*ASSIGNED TASK*
Filter the data below, keeping only lines that contain "MacroScope".

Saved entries

//! SPF macro strings (RFC 7208 Section 7).
//!
//! Macro strings are compiled at record-parse time into a flat list of
//! literal and macro elements, so expansion is a linear walk and the
//! explanation-only letters (`c`, `r`, `t`) are rejected once, at parse time.
//! Expansion itself lives in the evaluator (`%{p}` performs a DNS lookup);
//! this module owns parsing and the pure string transforms.

use std::fmt;
use std::net::IpAddr;

/// Where a macro string appears. The `c`, `r` and `t` letters are legal only
/// in explanation text fetched through `exp=`.
#[derive(Debug, Clone, Copy, PartialEq, Eq)]
pub enum MacroScope {
    DomainSpec,
    Explanation,
}

/// One macro letter.
#[derive(Debug, Clone, Copy, PartialEq, Eq)]
pub enum MacroLetter {
    /// `s` - the sender mailbox.
    Sender,
    /// `l` - local part of the sender.
    LocalPart,
    /// `o` - domain of the sender.
    SenderDomain,
    /// `d` - the current domain.
    Domain,
    /// `i` - the client IP (dotted for v4, dotted nibbles for v6).
    Ip,
    /// `p` - the validated reverse-DNS name of the client IP.
    PtrName,
    /// `v` - `in-addr` for v4, `ip6` for v6.
    IpVersion,
    /// `h` - the EHLO/HELO parameter.
    Helo,
    /// `c` - client IP in readable form (explanation only).
    ClientIp,
    /// `r` - domain of the host performing the check (explanation only).
    Receiver,
    /// `t` - current epoch seconds (explanation only).
    Timestamp,
}

impl MacroLetter {
    /// Map a letter to its macro; uppercase selects URL escaping.
    fn from_char(c: char) -> Option<(Self, bool)> {
        let escape = c.is_ascii_uppercase();
        let letter = match c.to_ascii_lowercase() {
            's' => Self::Sender,
            'l' => Self::LocalPart,
            'o' => Self::SenderDomain,
            'd' => Self::Domain,
            'i' => Self::Ip,
            'p' => Self::PtrName,
            'v' => Self::IpVersion,
            'h' => Self::Helo,
            'c' => Self::ClientIp,
            'r' => Self::Receiver,
            't' => Self::Timestamp,
            _ => return None,
        };
        Some((letter, escape))
    }

    fn explanation_only(self) -> bool {
        matches!(self, Self::ClientIp | Self::Receiver | Self::Timestamp)
    }
}

/// A single `%{...}` expansion: letter plus transformers.
#[derive(Debug, Clone, PartialEq, Eq)]
pub struct MacroTerm {
    pub letter: MacroLetter,
    /// Keep only the rightmost N labels after splitting.
    pub digits: Option<u32>,
    /// Reverse the label order before truncating.
    pub reverse: bool,
    /// Characters to split on; empty means `.`.
    pub delimiters: String,
    /// URL-escape the expansion (uppercase letter).
    pub url_escape: bool,
}

#[derive(Debug, Clone, PartialEq, Eq)]
pub enum MacroElement {
    Literal(String),
    Macro(MacroTerm),
}

/// A parsed macro string: literal text interleaved with macro expansions.
#[derive(Debug, Clone, PartialEq, Eq)]
pub struct MacroString {
    raw: String,
    pub(crate) elements: Vec<MacroElement>,
}

#[derive(Debug, Clone, PartialEq, Eq, thiserror::Error)]
pub enum MacroParseError {
    #[error("dangling % at end of macro string")]
    DanglingPercent,
    #[error("invalid macro escape: %{0}")]
    InvalidEscape(char),
    #[error("unclosed macro expression")]
    Unclosed,
    #[error("empty macro expression")]
    EmptyExpression,
    #[error("unknown macro letter: {0}")]
    UnknownLetter(char),
    #[error("macro letter {0} is only valid in explanation text")]
    ExplanationOnly(char),
    #[error("digit transformer must be non-zero")]
    ZeroDigits,
    #[error("invalid digit transformer")]
    BadDigits,
    #[error("invalid delimiter character: {0}")]
    BadDelimiter(char),
}

impl MacroString {
    pub fn parse(input: &str, scope: MacroScope) -> Result<Self, MacroParseError> {
        let mut elements = Vec::new();
        let mut literal = String::new();
        let mut rest = input;

        fn flush(elements: &mut Vec<MacroElement>, literal: &mut String) {
            if !literal.is_empty() {
                elements.push(MacroElement::Literal(std::mem::take(literal)));
            }
        }

        while !rest.is_empty() {
            if let Some(after) = rest.strip_prefix('%') {
                let Some(escape) = after.chars().next() else {
                    return Err(MacroParseError::DanglingPercent);
                };
                match escape {
                    '%' => {
                        literal.push('%');
                        rest = &after[1..];
                    }
                    '_' => {
                        literal.push(' ');
                        rest = &after[1..];
                    }
                    '-' => {
                        literal.push_str("%20");
                        rest = &after[1..];
                    }
                    '{' => {
                        let Some((body, remain)) = after[1..].split_once('}') else {
                            return Err(MacroParseError::Unclosed);
                        };
                        flush(&mut elements, &mut literal);
                        elements.push(MacroElement::Macro(parse_term(body, scope)?));
                        rest = remain;
                    }
                    other => return Err(MacroParseError::InvalidEscape(other)),
                }
            } else {
                let c = rest.chars().next().expect("rest is non-empty");
                literal.push(c);
                rest = &rest[c.len_utf8()..];
            }
        }
        flush(&mut elements, &mut literal);

        Ok(Self {
            raw: input.to_string(),
            elements,
        })
    }

    /// The macro string as written in the record.
    pub fn raw(&self) -> &str {
        &self.raw
    }
}

impl fmt::Display for MacroString {
    fn fmt(&self, f: &mut fmt::Formatter<'_>) -> fmt::Result {
        f.write_str(&self.raw)
    }
}

fn parse_term(body: &str, scope: MacroScope) -> Result<MacroTerm, MacroParseError> {
    let mut chars = body.chars();
    let Some(letter_char) = chars.next() else {
        return Err(MacroParseError::EmptyExpression);
    };
    let (letter, url_escape) =
        MacroLetter::from_char(letter_char).ok_or(MacroParseError::UnknownLetter(letter_char))?;
    if scope == MacroScope::DomainSpec && letter.explanation_only() {
        return Err(MacroParseError::ExplanationOnly(
            letter_char.to_ascii_lowercase(),
        ));
    }

    let rest = chars.as_str();
    let digit_end = rest
        .find(|c: char| !c.is_ascii_digit())
        .unwrap_or(rest.len());
    let digits = if digit_end == 0 {
        None
    } else {
        let n: u32 = rest[..digit_end]
            .parse()
            .map_err(|_| MacroParseError::BadDigits)?;
        if n == 0 {
            return Err(MacroParseError::ZeroDigits);
        }
        Some(n)
    };

    let mut rest = &rest[digit_end..];
    let reverse = match rest.strip_prefix('r') {
        Some(after) => {
            rest = after;
            true
        }
        None => false,
    };

    for c in rest.chars() {
        if !matches!(c, '.' | '-' | '+' | ',' | '/' | '_' | '=') {
            return Err(MacroParseError::BadDelimiter(c));
        }
    }

    Ok(MacroTerm {
        letter,
        digits,
        reverse,
        delimiters: rest.to_string(),
        url_escape,
    })
}

/// Apply the label transformers: split by the delimiter set (default `.`),
/// optionally reverse, keep the rightmost N labels, rejoin with dots.
pub(crate) fn transform(value: &str, digits: Option<u32>, reverse: bool, delimiters: &str) -> String {
    let delimiters = if delimiters.is_empty() { "." } else { delimiters };
    let mut parts: Vec<&str> = value.split(|c: char| delimiters.contains(c)).collect();
    if reverse {
        parts.reverse();
    }
    if let Some(n) = digits {
        let n = n as usize;
        if n < parts.len() {
            parts = parts.split_off(parts.len() - n);
        }
    }
    parts.join(".")
}

/// Percent-encode everything outside the URL unreserved set.
pub(crate) fn url_escape(value: &str) -> String {
    let mut escaped = String::with_capacity(value.len());
    for byte in value.bytes() {
        if byte.is_ascii_alphanumeric() || matches!(byte, b'-' | b'_' | b'.' | b'~') {
            escaped.push(byte as char);
        } else {
            escaped.push_str(&format!("%{byte:02X}"));
        }
    }
    escaped
}

/// `%{i}`: dotted decimal for v4, 32 dot-separated nibbles for v6.
pub(crate) fn ip_macro_value(ip: IpAddr) -> String {
    match ip {
        IpAddr::V4(v4) => v4.to_string(),
        IpAddr::V6(v6) => {
            let mut nibbles = Vec::with_capacity(32);
            for byte in v6.octets() {
                nibbles.push(format!("{:x}", byte >> 4));
                nibbles.push(format!("{:x}", byte & 0xf));
            }
            nibbles.join(".")
        }
    }
}

/// `%{c}`: the client IP in readable form. IPv6 is rendered as eight
/// colon-separated hex groups without zero compression.
pub(crate) fn ip_readable(ip: IpAddr) -> String {
    match ip {
        IpAddr::V4(v4) => v4.to_string(),
        IpAddr::V6(v6) => v6
            .segments()
            .iter()
            .map(|segment| format!("{segment:x}"))
            .collect::<Vec<_>>()
            .join(":"),
    }
}

/// `%{v}`: `in-addr` for v4, `ip6` for v6.
pub(crate) fn ip_version_token(ip: IpAddr) -> &'static str {
    match ip {
        IpAddr::V4(_) => "in-addr",
        IpAddr::V6(_) => "ip6",
    }
}

#[cfg(test)]
mod tests {
    use super::*;

    fn parse_ds(s: &str) -> Result<MacroString, MacroParseError> {
        MacroString::parse(s, MacroScope::DomainSpec)
    }

    #[test]
    fn plain_text_is_one_literal() {
        let ms = parse_ds("plain.example.com").unwrap();
        assert_eq!(
            ms.elements,
            vec![MacroElement::Literal("plain.example.com".into())]
        );
    }

    #[test]
    fn escapes_become_literals() {
        let ms = MacroString::parse("a%%b%_c%-d", MacroScope::Explanation).unwrap();
        assert_eq!(ms.elements, vec![MacroElement::Literal("a%b c%20d".into())]);
    }

    #[test]
    fn macro_between_literals() {
        let ms = parse_ds("%{ir}.%{v}.arpa").unwrap();
        assert_eq!(ms.elements.len(), 4);
        match &ms.elements[0] {
            MacroElement::Macro(term) => {
                assert_eq!(term.letter, MacroLetter::Ip);
                assert!(term.reverse);
                assert_eq!(term.digits, None);
                assert!(!term.url_escape);
            }
            other => panic!("expected macro, got {other:?}"),
        }
        assert_eq!(ms.elements[1], MacroElement::Literal(".".into()));
    }

    #[test]
    fn transformers_parse_in_order() {
        let ms = parse_ds("%{d2r+-}").unwrap();
        match &ms.elements[0] {
            MacroElement::Macro(term) => {
                assert_eq!(term.letter, MacroLetter::Domain);
                assert_eq!(term.digits, Some(2));
                assert!(term.reverse);
                assert_eq!(term.delimiters, "+-");
            }
            other => panic!("expected macro, got {other:?}"),
        }
    }

    #[test]
    fn uppercase_letter_selects_url_escape() {
        let ms = parse_ds("%{S}").unwrap();
        match &ms.elements[0] {
            MacroElement::Macro(term) => {
                assert_eq!(term.letter, MacroLetter::Sender);
                assert!(term.url_escape);
            }
            other => panic!("expected macro, got {other:?}"),
        }
    }

    #[test]
    fn dangling_percent_rejected() {
        assert_eq!(parse_ds("foo%"), Err(MacroParseError::DanglingPercent));
    }

    #[test]
    fn invalid_escape_rejected() {
        assert_eq!(parse_ds("foo%x"), Err(MacroParseError::InvalidEscape('x')));
    }

    #[test]
    fn unclosed_macro_rejected() {
        assert_eq!(parse_ds("%{d"), Err(MacroParseError::Unclosed));
    }

    #[test]
    fn unknown_letter_rejected() {
        assert_eq!(parse_ds("%{x}"), Err(MacroParseError::UnknownLetter('x')));
    }

    #[test]
    fn zero_digit_transformer_rejected() {
        assert_eq!(parse_ds("%{d0}"), Err(MacroParseError::ZeroDigits));
    }

    #[test]
    fn bad_delimiter_rejected() {
        assert_eq!(parse_ds("%{d2rz}"), Err(MacroParseError::BadDelimiter('z')));
    }

    #[test]
    fn uppercase_reverse_flag_is_not_a_delimiter() {
        assert_eq!(parse_ds("%{dR}"), Err(MacroParseError::BadDelimiter('R')));
    }

    #[test]
    fn explanation_letters_rejected_in_domain_spec() {
        for raw in ["%{c}", "%{r}", "%{t}", "%{C}"] {
            assert!(
                matches!(parse_ds(raw), Err(MacroParseError::ExplanationOnly(_))),
                "{raw} should be rejected outside explanation text"
            );
        }
    }

    #[test]
    fn explanation_letters_allowed_in_explanation_scope() {
        for raw in ["%{c}", "%{r}", "%{t}"] {
            assert!(MacroString::parse(raw, MacroScope::Explanation).is_ok());
        }
    }

    // --- transforms ---

    #[test]
    fn transform_noop_without_transformers() {
        assert_eq!(transform("example.com", None, false, ""), "example.com");
    }

    #[test]
    fn transform_reverse() {
        assert_eq!(transform("1.2.0.192", None, true, ""), "192.0.2.1");
    }

    #[test]
    fn transform_rightmost_n() {
        assert_eq!(transform("a.b.example.com", Some(2), false, ""), "example.com");
    }

    #[test]
    fn transform_reverse_then_truncate() {
        // reverse first, then keep the rightmost label
        assert_eq!(transform("example.com", Some(1), true, ""), "example");
    }

    #[test]
    fn transform_custom_delimiter_rejoins_with_dots() {
        assert_eq!(transform("user-name", None, false, "-"), "user.name");
    }

    #[test]
    fn transform_n_larger_than_parts_keeps_all() {
        assert_eq!(transform("example.com", Some(9), false, ""), "example.com");
    }

    #[test]
    fn url_escape_unreserved_passthrough() {
        assert_eq!(url_escape("user@example.com"), "user%40example.com");
        assert_eq!(url_escape("a-b_c.d~e"), "a-b_c.d~e");
    }

    #[test]
    fn ip_macro_v4_is_dotted_decimal() {
        assert_eq!(ip_macro_value("192.0.2.1".parse().unwrap()), "192.0.2.1");
    }

    #[test]
    fn ip_macro_v6_is_dotted_nibbles() {
        let value = ip_macro_value("2001:db8::1".parse().unwrap());
        assert_eq!(
            value,
            "2.0.0.1.0.d.b.8.0.0.0.0.0.0.0.0.0.0.0.0.0.0.0.0.0.0.0.0.0.0.0.1"
        );
        assert_eq!(value.chars().filter(|c| *c == '.').count(), 31);
    }

    #[test]
    fn ip_readable_v6_keeps_all_groups() {
        assert_eq!(
            ip_readable("1234:5678::90ab:cd3f".parse().unwrap()),
            "1234:5678:0:0:0:0:90ab:cd3f"
        );
    }

    #[test]
    fn ip_version_tokens() {
        assert_eq!(ip_version_token("1.2.3.4".parse().unwrap()), "in-addr");
        assert_eq!(ip_version_token("::1".parse().unwrap()), "ip6");
    }
}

*EXERCISE RESPONSE*
pub enum MacroScope {
    pub fn parse(input: &str, scope: MacroScope) -> Result<Self, MacroParseError> {
fn parse_term(body: &str, scope: MacroScope) -> Result<MacroTerm, MacroParseError> {
    if scope == MacroScope::DomainSpec && letter.explanation_only() {
        MacroString::parse(s, MacroScope::DomainSpec)
        let ms = MacroString::parse("a%%b%_c%-d", MacroScope::Explanation).unwrap();
            assert!(MacroString::parse(raw, MacroScope::Explanation).is_ok());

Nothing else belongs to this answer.